Amy Waninger: Hiring People with Disabilities

Within the context of the current labor crisis, companies need to be intentional about tapping into this often-overlooked talent pool. The benefits are numerous, beyond merely filling open positions. By actively seeking out and hiring individuals with disabilities, companies can access a diverse range of skills, perspectives, and experiences that can bring innovation to their workplaces.

Recognizing and removing barriers to employment

In its 2022 survey, the Bureau of Labor Statistics found that nearly half (47.5 percent) of unemployed people with disabilities reported at least one barrier to employment.

U.S. Bureau of Labor Statistics (BLS): Barriers to Employment Reported by Unemployed People with Disabilities
Source: U.S. Bureau of Labor Statistics (BLS)

Employers may need to get creative if they want to show a commitment to hiring people with disabilities.

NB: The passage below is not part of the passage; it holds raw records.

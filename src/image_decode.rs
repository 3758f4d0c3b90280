//! Image decoding: raw PNG/JPEG bytes to a luminance [`PixelGrid`].
//!
//! The format is sniffed from the byte content, never from a filename. The
//! decoder performs no filesystem or network access; callers hand it a fully
//! buffered upload.

use image::DynamicImage;
use rayon::prelude::*;

use crate::error::ExtractError;
use crate::models::PixelGrid;

/// Y = (76*R + 150*G + 29*B) >> 8, integer approximation of BT.601 luma.
const COEF_R: u32 = 76;
const COEF_G: u32 = 150;
const COEF_B: u32 = 29;

/// Images at or above this pixel count get row-parallel luma conversion.
const PARALLEL_PIXEL_THRESHOLD: usize = 1 << 20;

/// Decode an in-memory image file into a luminance grid.
pub fn decode_image(bytes: &[u8]) -> Result<PixelGrid, ExtractError> {
    let img = image::load_from_memory(bytes)
        .map_err(|e| ExtractError::ImageDecode(e.to_string()))?;

    let width = img.width() as usize;
    let height = img.height() as usize;
    log::debug!("decoded {}x{} image ({:?})", width, height, img.color());

    let luma = match img {
        DynamicImage::ImageLuma8(gray) => gray.into_raw(),
        img if img.color().has_alpha() => {
            rgba_to_luma(&img.to_rgba8().into_raw(), width, height)
        }
        img => rgb_to_luma(&img.to_rgb8().into_raw(), width, height),
    };

    PixelGrid::new(width, height, luma)
}

/// Convert packed RGB samples to luminance, row-parallel for large frames.
pub fn rgb_to_luma(rgb: &[u8], width: usize, height: usize) -> Vec<u8> {
    luma_from_channels::<3>(rgb, width, height)
}

/// Convert packed RGBA samples to luminance; alpha is ignored.
pub fn rgba_to_luma(rgba: &[u8], width: usize, height: usize) -> Vec<u8> {
    luma_from_channels::<4>(rgba, width, height)
}

fn luma_from_channels<const CH: usize>(samples: &[u8], width: usize, height: usize) -> Vec<u8> {
    debug_assert_eq!(samples.len(), width * height * CH);
    let mut luma = vec![0u8; width * height];

    let convert_row = |y: usize, row: &mut [u8]| {
        let row_start = y * width * CH;
        for (x, out) in row.iter_mut().enumerate() {
            let idx = row_start + x * CH;
            let r = samples[idx] as u32;
            let g = samples[idx + 1] as u32;
            let b = samples[idx + 2] as u32;
            *out = ((COEF_R * r + COEF_G * g + COEF_B * b) >> 8).min(255) as u8;
        }
    };

    if width * height >= PARALLEL_PIXEL_THRESHOLD {
        luma.par_chunks_mut(width)
            .enumerate()
            .for_each(|(y, row)| convert_row(y, row));
    } else {
        for (y, row) in luma.chunks_mut(width).enumerate() {
            convert_row(y, row);
        }
    }

    luma
}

This starts with the representation of people with disabilities in marketing materials and on career sites. That includes job postings that list only required components of the role. Moreover, they should make clear statements about disability, inclusion, and accessibility on the company website.

Companies are required by the Americans with Disabilities Act (ADA) to provide reasonable accommodations to employees with disabilities. Such accommodations may include modified work schedules, assistive technology, work-from-home arrangements, or ensuring buildings are accessible for people who use wheelchairs. Employers should have processes in place for requesting accommodations and tracking their implementation. Maintaining open, honest communication with employees requesting accommodations is also critical.

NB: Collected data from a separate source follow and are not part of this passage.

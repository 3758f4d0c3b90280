use criterion::{black_box, criterion_group, criterion_main, Criterion};
use qrupi::detector::{adaptive_binarize, otsu_binarize, FinderDetector};
use qrupi::{locate_and_decode, ExtractorConfig, PixelGrid};

/// Flat gray field with three drawn finder patterns, the worst case for
/// the scanner short of a full symbol.
fn synthetic_scene(width: usize, height: usize) -> Vec<u8> {
    let mut gray = vec![230u8; width * height];
    let unit = 8usize;
    for &(ox, oy) in &[(40, 40), (width - 96, 40), (40, height - 96)] {
        for my in 0..7 {
            for mx in 0..7 {
                let ring = mx == 0 || mx == 6 || my == 0 || my == 6;
                let core = (2..=4).contains(&mx) && (2..=4).contains(&my);
                if !(ring || core) {
                    continue;
                }
                for dy in 0..unit {
                    for dx in 0..unit {
                        gray[(oy + my * unit + dy) * width + ox + mx * unit + dx] = 10;
                    }
                }
            }
        }
    }
    gray
}

fn bench_adaptive_binarize(c: &mut Criterion) {
    let gray = synthetic_scene(640, 480);
    c.bench_function("adaptive_binarize_640x480", |b| {
        b.iter(|| adaptive_binarize(black_box(&gray), black_box(640), black_box(480)))
    });
}

fn bench_otsu_binarize(c: &mut Criterion) {
    let gray = synthetic_scene(640, 480);
    c.bench_function("otsu_binarize_640x480", |b| {
        b.iter(|| otsu_binarize(black_box(&gray), black_box(640), black_box(480)))
    });
}

fn bench_finder_scan(c: &mut Criterion) {
    let gray = synthetic_scene(640, 480);
    let binary = otsu_binarize(&gray, 640, 480);
    c.bench_function("finder_scan_640x480", |b| {
        b.iter(|| FinderDetector::detect(black_box(&binary)))
    });
}

fn bench_finder_scan_large(c: &mut Criterion) {
    let gray = synthetic_scene(1920, 1080);
    let binary = otsu_binarize(&gray, 1920, 1080);
    c.bench_function("finder_scan_1920x1080", |b| {
        b.iter(|| FinderDetector::detect(black_box(&binary)))
    });
}

fn bench_locate_and_decode(c: &mut Criterion) {
    let gray = synthetic_scene(640, 480);
    let grid = PixelGrid::new(640, 480, gray).unwrap();
    let config = ExtractorConfig::default();
    c.bench_function("locate_and_decode_640x480", |b| {
        b.iter(|| locate_and_decode(black_box(&grid), black_box(&config)))
    });
}

criterion_group!(
    benches,
    bench_adaptive_binarize,
    bench_otsu_binarize,
    bench_finder_scan,
    bench_finder_scan_large,
    bench_locate_and_decode
);
criterion_main!(benches);
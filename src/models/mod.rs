pub mod grid;
pub mod matrix;
pub mod point;
pub mod symbol;

pub use grid::PixelGrid;
pub use matrix::BitMatrix;
pub use point::Point;
pub use symbol::{DecodedSymbol, ECLevel, MaskPattern, Version};
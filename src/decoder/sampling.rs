//! Projective re-sampling of the located symbol into a module grid.

use crate::detector::OrderedCorners;
use crate::models::{BitMatrix, Point};

/// 3x3 homogeneous perspective transform.
pub struct PerspectiveTransform {
    a11: f32,
    a12: f32,
    a13: f32,
    a21: f32,
    a22: f32,
    a23: f32,
    a31: f32,
    a32: f32,
    a33: f32,
}

impl PerspectiveTransform {
    /// Solve for the transform mapping the four `src` points onto `dst`
    /// with the direct linear transform.
    pub fn from_points(src: &[Point; 4], dst: &[Point; 4]) -> Option<Self> {
        let mut a = [[0.0f32; 8]; 8];
        let mut b = [0.0f32; 8];

        for i in 0..4 {
            let (sx, sy) = (src[i].x, src[i].y);
            let (dx, dy) = (dst[i].x, dst[i].y);

            let row = i * 2;
            a[row][0] = sx;
            a[row][1] = sy;
            a[row][2] = 1.0;
            a[row][6] = -dx * sx;
            a[row][7] = -dx * sy;
            b[row] = dx;

            a[row + 1][3] = sx;
            a[row + 1][4] = sy;
            a[row + 1][5] = 1.0;
            a[row + 1][6] = -dy * sx;
            a[row + 1][7] = -dy * sy;
            b[row + 1] = dy;
        }

        solve_linear_system(&a, &b).map(|s| Self {
            a11: s[0],
            a12: s[1],
            a13: s[2],
            a21: s[3],
            a22: s[4],
            a23: s[5],
            a31: s[6],
            a32: s[7],
            a33: 1.0,
        })
    }

    pub fn transform(&self, p: &Point) -> Point {
        let denominator = self.a31 * p.x + self.a32 * p.y + self.a33;
        if denominator.abs() < 1e-10 {
            return Point::new(0.0, 0.0);
        }

        Point::new(
            (self.a11 * p.x + self.a12 * p.y + self.a13) / denominator,
            (self.a21 * p.x + self.a22 * p.y + self.a23) / denominator,
        )
    }
}

/// Gaussian elimination with partial pivoting on the 8x8 DLT system.
#[allow(clippy::needless_range_loop)]
fn solve_linear_system(a: &[[f32; 8]; 8], b: &[f32; 8]) -> Option<[f32; 8]> {
    let mut a = *a;
    let mut b = *b;
    let n = 8;

    for i in 0..n {
        let mut max_val = a[i][i].abs();
        let mut max_row = i;
        for k in (i + 1)..n {
            if a[k][i].abs() > max_val {
                max_val = a[k][i].abs();
                max_row = k;
            }
        }
        if max_val < 1e-10 {
            return None;
        }
        if max_row != i {
            a.swap(i, max_row);
            b.swap(i, max_row);
        }

        for k in (i + 1)..n {
            let factor = a[k][i] / a[i][i];
            b[k] -= factor * b[i];
            for j in i..n {
                a[k][j] -= factor * a[i][j];
            }
        }
    }

    let mut x = [0.0f32; 8];
    for i in (0..n).rev() {
        let mut sum = b[i];
        for j in (i + 1)..n {
            sum -= a[i][j] * x[j];
        }
        if a[i][i].abs() < 1e-10 {
            return None;
        }
        x[i] = sum / a[i][i];
    }

    Some(x)
}

/// The fourth corner of an undistorted symbol is the parallelogram point.
pub fn estimate_bottom_right(corners: &OrderedCorners) -> Point {
    Point::new(
        corners.top_right.x + corners.bottom_left.x - corners.top_left.x,
        corners.top_right.y + corners.bottom_left.y - corners.top_left.y,
    )
}

/// Map module space onto the image: finder centers sit at 3.5 modules in
/// from their corners.
pub fn build_transform(corners: &OrderedCorners) -> Option<PerspectiveTransform> {
    let dim = corners.dimension as f32;
    let src = [
        Point::new(3.5, 3.5),
        Point::new(dim - 3.5, 3.5),
        Point::new(3.5, dim - 3.5),
        Point::new(dim - 3.5, dim - 3.5),
    ];
    let dst = [
        corners.top_left,
        corners.top_right,
        corners.bottom_left,
        estimate_bottom_right(corners),
    ];
    PerspectiveTransform::from_points(&src, &dst)
}

/// Sample every module center through the transform, deciding each module
/// by majority vote over a 3x3 pixel neighborhood.
pub fn sample_modules(
    binary: &BitMatrix,
    transform: &PerspectiveTransform,
    dimension: usize,
) -> BitMatrix {
    let mut sampled = BitMatrix::new(dimension, dimension);

    for y in 0..dimension {
        for x in 0..dimension {
            let module_center = Point::new(x as f32 + 0.5, y as f32 + 0.5);
            let img_point = transform.transform(&module_center);

            let img_x = img_point.x.round() as isize;
            let img_y = img_point.y.round() as isize;

            let mut black = 0;
            let mut total = 0;
            for dy in -1..=1 {
                for dx in -1..=1 {
                    let sx = img_x + dx;
                    let sy = img_y + dy;
                    if sx >= 0
                        && sy >= 0
                        && (sx as usize) < binary.width()
                        && (sy as usize) < binary.height()
                    {
                        total += 1;
                        if binary.get(sx as usize, sy as usize) {
                            black += 1;
                        }
                    }
                }
            }
            if total > 0 {
                sampled.set(x, y, black * 2 >= total);
            }
        }
    }

    sampled
}

#[cfg(test)]
mod tests {
    use super::*;

    #[test]
    fn identity_like_transform() {
        let src = [
            Point::new(0.0, 0.0),
            Point::new(100.0, 0.0),
            Point::new(0.0, 100.0),
            Point::new(100.0, 100.0),
        ];
        let transform = PerspectiveTransform::from_points(&src, &src).unwrap();
        let p = transform.transform(&Point::new(37.0, 62.0));
        assert!((p.x - 37.0).abs() < 0.01);
        assert!((p.y - 62.0).abs() < 0.01);
    }

    #[test]
    fn scaling_transform() {
        let src = [
            Point::new(0.0, 0.0),
            Point::new(100.0, 0.0),
            Point::new(0.0, 100.0),
            Point::new(100.0, 100.0),
        ];
        let dst = [
            Point::new(0.0, 0.0),
            Point::new(50.0, 0.0),
            Point::new(0.0, 50.0),
            Point::new(50.0, 50.0),
        ];
        let transform = PerspectiveTransform::from_points(&src, &dst).unwrap();
        let p = transform.transform(&Point::new(50.0, 50.0));
        assert!((p.x - 25.0).abs() < 0.1);
        assert!((p.y - 25.0).abs() < 0.1);
    }

    #[test]
    fn degenerate_points_are_rejected() {
        // all four corners collinear
        let src = [
            Point::new(0.0, 0.0),
            Point::new(1.0, 0.0),
            Point::new(2.0, 0.0),
            Point::new(3.0, 0.0),
        ];
        let dst = [
            Point::new(0.0, 0.0),
            Point::new(1.0, 1.0),
            Point::new(2.0, 2.0),
            Point::new(3.0, 3.0),
        ];
        assert!(PerspectiveTransform::from_points(&src, &dst).is_none());
    }

    #[test]
    fn samples_axis_aligned_grid() {
        // 21x21 symbol drawn at 4px per module with a checkerboard corner.
        let dimension = 21;
        let scale = 4usize;
        let mut binary = BitMatrix::new(dimension * scale, dimension * scale);
        for my in 0..dimension {
            for mx in 0..dimension {
                if (mx + my) % 2 == 0 {
                    for dy in 0..scale {
                        for dx in 0..scale {
                            binary.set(mx * scale + dx, my * scale + dy, true);
                        }
                    }
                }
            }
        }

        let corners = OrderedCorners {
            top_left: Point::new(14.0, 14.0),
            top_right: Point::new(70.0, 14.0),
            bottom_left: Point::new(14.0, 70.0),
            module_size: scale as f32,
            dimension,
        };
        let transform = build_transform(&corners).unwrap();
        let sampled = sample_modules(&binary, &transform, dimension);

        for my in 0..dimension {
            for mx in 0..dimension {
                assert_eq!(sampled.get(mx, my), (mx + my) % 2 == 0, "module ({mx},{my})");
            }
        }
    }
}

While the Department of Labor has set a goal for federal contractors to reach a disability representation of 7 percent among their employee populations, the National Organization on Disability (NOD) reports that only about 13 percent of surveyed companies had met this target. Just 51% of on-campus recruiting activities and only 42% of internships target students with disabilities. Employers should actively recruit people with disabilities by posting open positions on advocacy group job boards and partnering with vocational rehabilitation agencies. Companies also need to audit their own application and hiring processes for accessibility.

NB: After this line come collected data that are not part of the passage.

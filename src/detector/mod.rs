//! Symbol location: binarization, finder pattern search, and corner
//! grouping. The output of this stage is a set of [`OrderedCorners`]
//! candidates for the decoder to try.

pub mod binarize;
pub mod finder;
pub mod grouping;

pub use binarize::{adaptive_binarize, otsu_binarize};
pub use finder::{FinderDetector, FinderPattern};
pub use grouping::{group_finder_patterns, order_finder_patterns, OrderedCorners};
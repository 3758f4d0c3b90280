//! Data bit extraction along the standard zigzag traversal.

use crate::decoder::function_mask::FunctionMask;
use crate::models::BitMatrix;

pub struct BitstreamExtractor;

impl BitstreamExtractor {
    /// Read all data modules in placement order: column pairs from the
    /// right edge, alternating upward and downward, skipping the vertical
    /// timing column.
    pub fn extract(matrix: &BitMatrix, func: &FunctionMask) -> Vec<bool> {
        data_module_positions(func)
            .into_iter()
            .map(|(x, y)| matrix.get(x, y))
            .collect()
    }
}

/// The (x, y) of every data module in traversal order. Encoders place
/// codeword bits along exactly this sequence.
pub fn data_module_positions(func: &FunctionMask) -> Vec<(usize, usize)> {
    let dimension = func.size();
    let mut positions = Vec::with_capacity(func.data_modules_count());

    let mut upward = true;
    let mut col = dimension as i32 - 1;

    while col > 0 {
        if col == 6 {
            col -= 1;
            continue;
        }

        let rows: Box<dyn Iterator<Item = usize>> = if upward {
            Box::new((0..dimension).rev())
        } else {
            Box::new(0..dimension)
        };

        for row in rows {
            for c in [col, col - 1] {
                let x = c as usize;
                if !func.is_function(x, row) {
                    positions.push((x, row));
                }
            }
        }

        upward = !upward;
        col -= 2;
    }

    positions
}
//! Codeword assembly: bitstream to bytes, block de-interleaving, and
//! Reed-Solomon correction per block.

use crate::decoder::reed_solomon::ReedSolomonDecoder;
use crate::decoder::tables::ec_block_info;
use crate::models::ECLevel;

/// Pack the extracted bitstream into codewords, most significant bit
/// first. Trailing remainder bits are dropped.
pub fn bits_to_codewords(bits: &[bool]) -> Vec<u8> {
    let mut codewords = Vec::with_capacity(bits.len() / 8);
    let mut idx = 0;
    while idx + 8 <= bits.len() {
        let mut byte = 0u8;
        for _ in 0..8 {
            byte = (byte << 1) | (bits[idx] as u8);
            idx += 1;
        }
        codewords.push(byte);
    }
    codewords
}

/// Undo block interleaving, run error correction on every block, and
/// return the concatenated data codewords. Short blocks come before long
/// ones in the block ordering.
pub fn deinterleave_and_correct(
    codewords: &[u8],
    version: u8,
    ec_level: ECLevel,
) -> Option<Vec<u8>> {
    let info = ec_block_info(version, ec_level)?;
    let total = codewords.len();
    let ecc_total = info.num_blocks * info.ecc_per_block;
    if total < ecc_total {
        return None;
    }
    let data_total = total - ecc_total;
    if data_total == 0 {
        return None;
    }

    let num_long_blocks = data_total % info.num_blocks;
    let num_short_blocks = info.num_blocks - num_long_blocks;
    let short_len = data_total / info.num_blocks;
    let long_len = short_len + 1;

    let mut blocks: Vec<Vec<u8>> = (0..info.num_blocks)
        .map(|_| Vec::with_capacity(long_len + info.ecc_per_block))
        .collect();

    let mut idx = 0;
    for i in 0..long_len {
        for (b, block) in blocks.iter_mut().enumerate() {
            let block_len = if b < num_short_blocks {
                short_len
            } else {
                long_len
            };
            if i < block_len {
                if idx >= total {
                    return None;
                }
                block.push(codewords[idx]);
                idx += 1;
            }
        }
    }

    for _ in 0..info.ecc_per_block {
        for block in blocks.iter_mut() {
            if idx >= total {
                return None;
            }
            block.push(codewords[idx]);
            idx += 1;
        }
    }

    let rs = ReedSolomonDecoder::new(info.ecc_per_block);
    let mut data_out = Vec::with_capacity(data_total);
    for (b, block) in blocks.iter_mut().enumerate() {
        if let Err(reason) = rs.decode(block) {
            log::debug!("block {b} failed error correction: {reason}");
            return None;
        }
        let data_len = if b < num_short_blocks {
            short_len
        } else {
            long_len
        };
        data_out.extend_from_slice(&block[..data_len]);
    }

    Some(data_out)
}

The danger of misconceptions

Perhaps one of the biggest barriers to hiring people with disabilities, though, involves the misconceptions and stereotypes that exist around disability. Hiring managers may assume that people with disabilities won’t be able to perform job-related tasks. That accommodations will be too costly or difficult to implement. That the managers themselves will be taking on additional risk or responsibility by hiring a worker with a disability. It’s important for hiring managers and members of candidate selection teams to focus on matching skills with job responsibilities. They cannot just focus on a candidate’s perceived limitations or how they will get the job done.

Creating a more inclusive workplace for people with disabilities

Companies need to do more to assess, track, and improve their retention of employees with disabilities. They must meet the training and upskilling needs of these employees, and the companies’ own responses to requests for accommodations. Executive sponsorship is common (98 percent, according to NOD) for other diversity initiatives, from Employee Resource Groups to cultural heritage celebrations, but less consistent (just 76 percent) around advocacy for disability inclusion and accessibility.

There’s also work to be done around educating able-bodied employees about the obstacles, discrimination, and microaggressions their disabled colleagues face. Requiring disability awareness training for all employees is a good place to start. Executives should ensure that policies and procedures are easily accessible to all employees. Managers can step up by navigating difficult conversations alongside or on behalf of their employees with disabilities, depending on the needs of the employee. And all employees can step up as advocates and allies for their coworkers with disabilities by educating themselves and speaking out against bad behavior in the workplace.

The benefits of hiring people with disabilities

One of the biggest advantages of hiring people with disabilities is the unique perspective they bring to the workplace. Individuals with disabilities often have had to navigate challenges and overcome obstacles that their able-bodied peers have not. Employers may find these workers bring exceptional creativity, problem-solving skills, and resilience to the workplace.

Employers may also find that workers with disabilities are highly motivated and loyal. This can improve employee retention rates and increase productivity. In the current labor shortage, any investment that improves employee retention can realize a hefty return.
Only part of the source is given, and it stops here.